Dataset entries
>>>>
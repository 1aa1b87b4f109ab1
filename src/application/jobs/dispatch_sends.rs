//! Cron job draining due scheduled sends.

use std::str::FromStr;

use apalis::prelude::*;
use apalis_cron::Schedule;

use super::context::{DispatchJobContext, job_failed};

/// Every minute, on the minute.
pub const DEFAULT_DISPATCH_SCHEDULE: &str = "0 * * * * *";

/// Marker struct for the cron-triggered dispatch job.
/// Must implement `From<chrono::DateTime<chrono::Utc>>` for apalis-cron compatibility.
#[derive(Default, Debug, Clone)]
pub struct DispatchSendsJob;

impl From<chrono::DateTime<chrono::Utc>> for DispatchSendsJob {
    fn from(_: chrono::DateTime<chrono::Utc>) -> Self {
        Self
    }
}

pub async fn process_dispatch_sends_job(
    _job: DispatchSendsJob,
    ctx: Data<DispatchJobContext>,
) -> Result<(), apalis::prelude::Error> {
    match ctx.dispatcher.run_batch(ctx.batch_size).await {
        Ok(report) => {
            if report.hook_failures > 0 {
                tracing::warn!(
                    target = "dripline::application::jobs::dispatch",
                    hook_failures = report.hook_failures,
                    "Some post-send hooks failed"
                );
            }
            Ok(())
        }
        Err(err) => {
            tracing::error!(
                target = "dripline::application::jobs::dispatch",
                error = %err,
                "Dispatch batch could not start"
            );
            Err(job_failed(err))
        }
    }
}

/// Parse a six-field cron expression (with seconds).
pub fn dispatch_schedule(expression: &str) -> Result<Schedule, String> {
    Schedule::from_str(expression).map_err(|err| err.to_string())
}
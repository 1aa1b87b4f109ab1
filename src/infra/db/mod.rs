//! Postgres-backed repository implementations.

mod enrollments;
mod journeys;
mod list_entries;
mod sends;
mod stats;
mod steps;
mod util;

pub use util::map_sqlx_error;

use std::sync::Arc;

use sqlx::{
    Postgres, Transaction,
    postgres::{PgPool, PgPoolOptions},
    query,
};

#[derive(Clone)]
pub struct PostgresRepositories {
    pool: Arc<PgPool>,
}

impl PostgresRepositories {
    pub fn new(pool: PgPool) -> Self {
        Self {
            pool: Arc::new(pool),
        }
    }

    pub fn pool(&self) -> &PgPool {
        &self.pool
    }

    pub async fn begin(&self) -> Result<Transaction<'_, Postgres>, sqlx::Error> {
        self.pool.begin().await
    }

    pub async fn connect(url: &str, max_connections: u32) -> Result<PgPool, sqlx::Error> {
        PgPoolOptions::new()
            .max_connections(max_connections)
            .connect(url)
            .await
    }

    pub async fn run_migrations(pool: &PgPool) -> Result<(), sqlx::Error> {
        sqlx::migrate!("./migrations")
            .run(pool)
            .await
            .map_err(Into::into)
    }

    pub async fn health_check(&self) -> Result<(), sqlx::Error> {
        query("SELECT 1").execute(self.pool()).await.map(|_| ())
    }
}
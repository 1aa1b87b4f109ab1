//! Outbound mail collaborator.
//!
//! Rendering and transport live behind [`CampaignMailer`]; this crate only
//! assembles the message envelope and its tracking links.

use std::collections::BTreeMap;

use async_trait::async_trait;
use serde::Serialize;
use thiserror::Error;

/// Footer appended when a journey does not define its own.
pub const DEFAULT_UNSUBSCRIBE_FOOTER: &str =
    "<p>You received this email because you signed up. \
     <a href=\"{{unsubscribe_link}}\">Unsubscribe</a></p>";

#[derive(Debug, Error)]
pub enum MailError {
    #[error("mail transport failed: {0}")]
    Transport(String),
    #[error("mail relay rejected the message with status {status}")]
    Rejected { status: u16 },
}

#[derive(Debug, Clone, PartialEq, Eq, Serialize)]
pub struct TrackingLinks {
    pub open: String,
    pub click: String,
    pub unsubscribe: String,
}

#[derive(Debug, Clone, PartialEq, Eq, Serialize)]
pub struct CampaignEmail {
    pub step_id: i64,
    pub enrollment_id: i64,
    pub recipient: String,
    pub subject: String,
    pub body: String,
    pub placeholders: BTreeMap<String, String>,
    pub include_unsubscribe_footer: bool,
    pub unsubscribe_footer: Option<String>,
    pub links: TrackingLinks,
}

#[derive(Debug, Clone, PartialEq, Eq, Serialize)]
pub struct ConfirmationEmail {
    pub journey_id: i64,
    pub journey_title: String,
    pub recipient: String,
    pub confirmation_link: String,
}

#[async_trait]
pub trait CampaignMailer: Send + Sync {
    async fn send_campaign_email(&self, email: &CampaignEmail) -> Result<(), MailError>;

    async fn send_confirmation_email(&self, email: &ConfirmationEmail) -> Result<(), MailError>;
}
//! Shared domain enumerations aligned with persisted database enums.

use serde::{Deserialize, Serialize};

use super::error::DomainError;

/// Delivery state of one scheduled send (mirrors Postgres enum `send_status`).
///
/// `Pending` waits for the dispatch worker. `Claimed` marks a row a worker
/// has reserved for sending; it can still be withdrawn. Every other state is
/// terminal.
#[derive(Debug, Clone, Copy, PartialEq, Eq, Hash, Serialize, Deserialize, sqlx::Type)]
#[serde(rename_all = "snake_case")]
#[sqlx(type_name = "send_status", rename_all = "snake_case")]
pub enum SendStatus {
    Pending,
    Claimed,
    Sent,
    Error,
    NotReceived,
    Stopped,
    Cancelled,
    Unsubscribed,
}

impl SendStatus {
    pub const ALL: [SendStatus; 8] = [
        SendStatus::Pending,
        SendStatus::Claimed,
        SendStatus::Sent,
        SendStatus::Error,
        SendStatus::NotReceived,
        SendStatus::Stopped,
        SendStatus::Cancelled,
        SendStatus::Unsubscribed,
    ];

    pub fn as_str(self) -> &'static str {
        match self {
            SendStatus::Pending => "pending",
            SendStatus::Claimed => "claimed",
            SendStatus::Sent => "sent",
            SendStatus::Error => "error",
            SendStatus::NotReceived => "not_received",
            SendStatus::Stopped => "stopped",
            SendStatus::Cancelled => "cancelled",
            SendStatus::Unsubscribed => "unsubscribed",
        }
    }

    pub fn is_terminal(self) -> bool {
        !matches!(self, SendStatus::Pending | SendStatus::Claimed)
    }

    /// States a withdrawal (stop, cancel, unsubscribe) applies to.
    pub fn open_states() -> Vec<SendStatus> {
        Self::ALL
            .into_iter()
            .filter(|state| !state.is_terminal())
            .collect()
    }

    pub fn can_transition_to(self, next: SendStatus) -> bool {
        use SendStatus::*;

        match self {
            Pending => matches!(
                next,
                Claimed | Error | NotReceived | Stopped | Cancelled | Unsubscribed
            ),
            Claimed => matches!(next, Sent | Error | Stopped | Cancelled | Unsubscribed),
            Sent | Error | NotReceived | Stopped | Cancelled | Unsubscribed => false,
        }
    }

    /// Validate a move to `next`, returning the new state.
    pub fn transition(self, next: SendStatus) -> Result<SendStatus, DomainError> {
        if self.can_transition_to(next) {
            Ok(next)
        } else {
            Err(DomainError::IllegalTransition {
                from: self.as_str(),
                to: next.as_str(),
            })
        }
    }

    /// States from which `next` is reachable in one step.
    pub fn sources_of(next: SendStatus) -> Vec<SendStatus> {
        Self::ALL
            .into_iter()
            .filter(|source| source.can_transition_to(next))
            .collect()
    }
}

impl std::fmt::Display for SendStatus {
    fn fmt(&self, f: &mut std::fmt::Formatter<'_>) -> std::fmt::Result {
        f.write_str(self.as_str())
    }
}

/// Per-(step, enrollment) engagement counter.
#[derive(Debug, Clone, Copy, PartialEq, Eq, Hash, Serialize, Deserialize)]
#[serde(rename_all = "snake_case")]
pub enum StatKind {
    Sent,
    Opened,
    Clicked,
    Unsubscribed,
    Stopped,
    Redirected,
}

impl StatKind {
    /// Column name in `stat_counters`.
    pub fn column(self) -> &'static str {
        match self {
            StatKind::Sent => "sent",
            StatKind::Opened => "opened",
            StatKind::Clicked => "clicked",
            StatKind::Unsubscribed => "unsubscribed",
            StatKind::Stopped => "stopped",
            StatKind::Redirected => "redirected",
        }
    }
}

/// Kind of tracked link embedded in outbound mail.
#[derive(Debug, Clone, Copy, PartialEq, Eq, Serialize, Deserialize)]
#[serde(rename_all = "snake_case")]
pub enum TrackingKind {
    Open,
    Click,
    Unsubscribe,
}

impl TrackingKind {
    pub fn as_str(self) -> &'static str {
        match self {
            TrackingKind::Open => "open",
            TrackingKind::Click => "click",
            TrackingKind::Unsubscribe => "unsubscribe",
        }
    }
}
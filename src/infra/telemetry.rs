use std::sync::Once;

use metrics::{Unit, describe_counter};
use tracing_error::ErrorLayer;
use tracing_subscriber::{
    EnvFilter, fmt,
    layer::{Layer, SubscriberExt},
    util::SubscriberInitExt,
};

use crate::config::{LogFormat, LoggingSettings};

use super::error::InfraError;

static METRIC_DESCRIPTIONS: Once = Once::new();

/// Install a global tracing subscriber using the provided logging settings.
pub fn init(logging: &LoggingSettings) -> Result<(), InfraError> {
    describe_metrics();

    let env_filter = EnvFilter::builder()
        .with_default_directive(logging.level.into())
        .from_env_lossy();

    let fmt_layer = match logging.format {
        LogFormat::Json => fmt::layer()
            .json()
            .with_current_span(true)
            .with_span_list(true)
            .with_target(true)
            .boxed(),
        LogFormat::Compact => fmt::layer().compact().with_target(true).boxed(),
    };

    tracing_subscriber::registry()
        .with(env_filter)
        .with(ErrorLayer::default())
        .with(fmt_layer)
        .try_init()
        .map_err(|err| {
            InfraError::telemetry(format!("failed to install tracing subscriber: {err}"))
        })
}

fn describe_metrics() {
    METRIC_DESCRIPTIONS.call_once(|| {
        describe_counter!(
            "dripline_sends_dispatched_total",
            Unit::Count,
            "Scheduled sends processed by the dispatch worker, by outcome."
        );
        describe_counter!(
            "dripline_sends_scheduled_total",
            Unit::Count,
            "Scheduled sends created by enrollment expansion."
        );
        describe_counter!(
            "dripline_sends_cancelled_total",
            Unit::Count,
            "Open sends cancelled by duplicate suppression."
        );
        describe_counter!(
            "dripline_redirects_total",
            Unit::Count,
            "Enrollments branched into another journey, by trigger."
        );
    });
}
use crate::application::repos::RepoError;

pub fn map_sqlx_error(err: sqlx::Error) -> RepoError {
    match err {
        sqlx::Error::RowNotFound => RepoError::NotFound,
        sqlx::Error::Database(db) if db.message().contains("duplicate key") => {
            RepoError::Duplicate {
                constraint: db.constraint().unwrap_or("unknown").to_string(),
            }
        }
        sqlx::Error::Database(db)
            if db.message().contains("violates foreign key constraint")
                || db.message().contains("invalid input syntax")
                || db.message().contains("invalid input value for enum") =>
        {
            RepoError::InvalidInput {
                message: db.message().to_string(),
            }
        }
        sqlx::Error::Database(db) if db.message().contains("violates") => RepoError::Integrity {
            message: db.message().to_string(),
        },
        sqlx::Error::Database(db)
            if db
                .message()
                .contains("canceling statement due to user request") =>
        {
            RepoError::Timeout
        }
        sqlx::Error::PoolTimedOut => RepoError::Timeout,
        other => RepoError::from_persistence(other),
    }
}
<<<<
**WHAT YOU WILL DO:**
From the first line of the data above to the line holding "#[derive(Default, Debug, Clone)]", reproduce each line exactly; emit no other lines.

**RESPONSE TO THIS EXERCISE:**
repository 1aa1b87b4f109ab1
filename src/application/jobs/dispatch_sends.rs
//! Cron job draining due scheduled sends.

use std::str::FromStr;

use apalis::prelude::*;
use apalis_cron::Schedule;

use super::context::{DispatchJobContext, job_failed};

/// Every minute, on the minute.
pub const DEFAULT_DISPATCH_SCHEDULE: &str = "0 * * * * *";

/// Marker struct for the cron-triggered dispatch job.
/// Must implement `From<chrono::DateTime<chrono::Utc>>` for apalis-cron compatibility.
#[derive(Default, Debug, Clone)]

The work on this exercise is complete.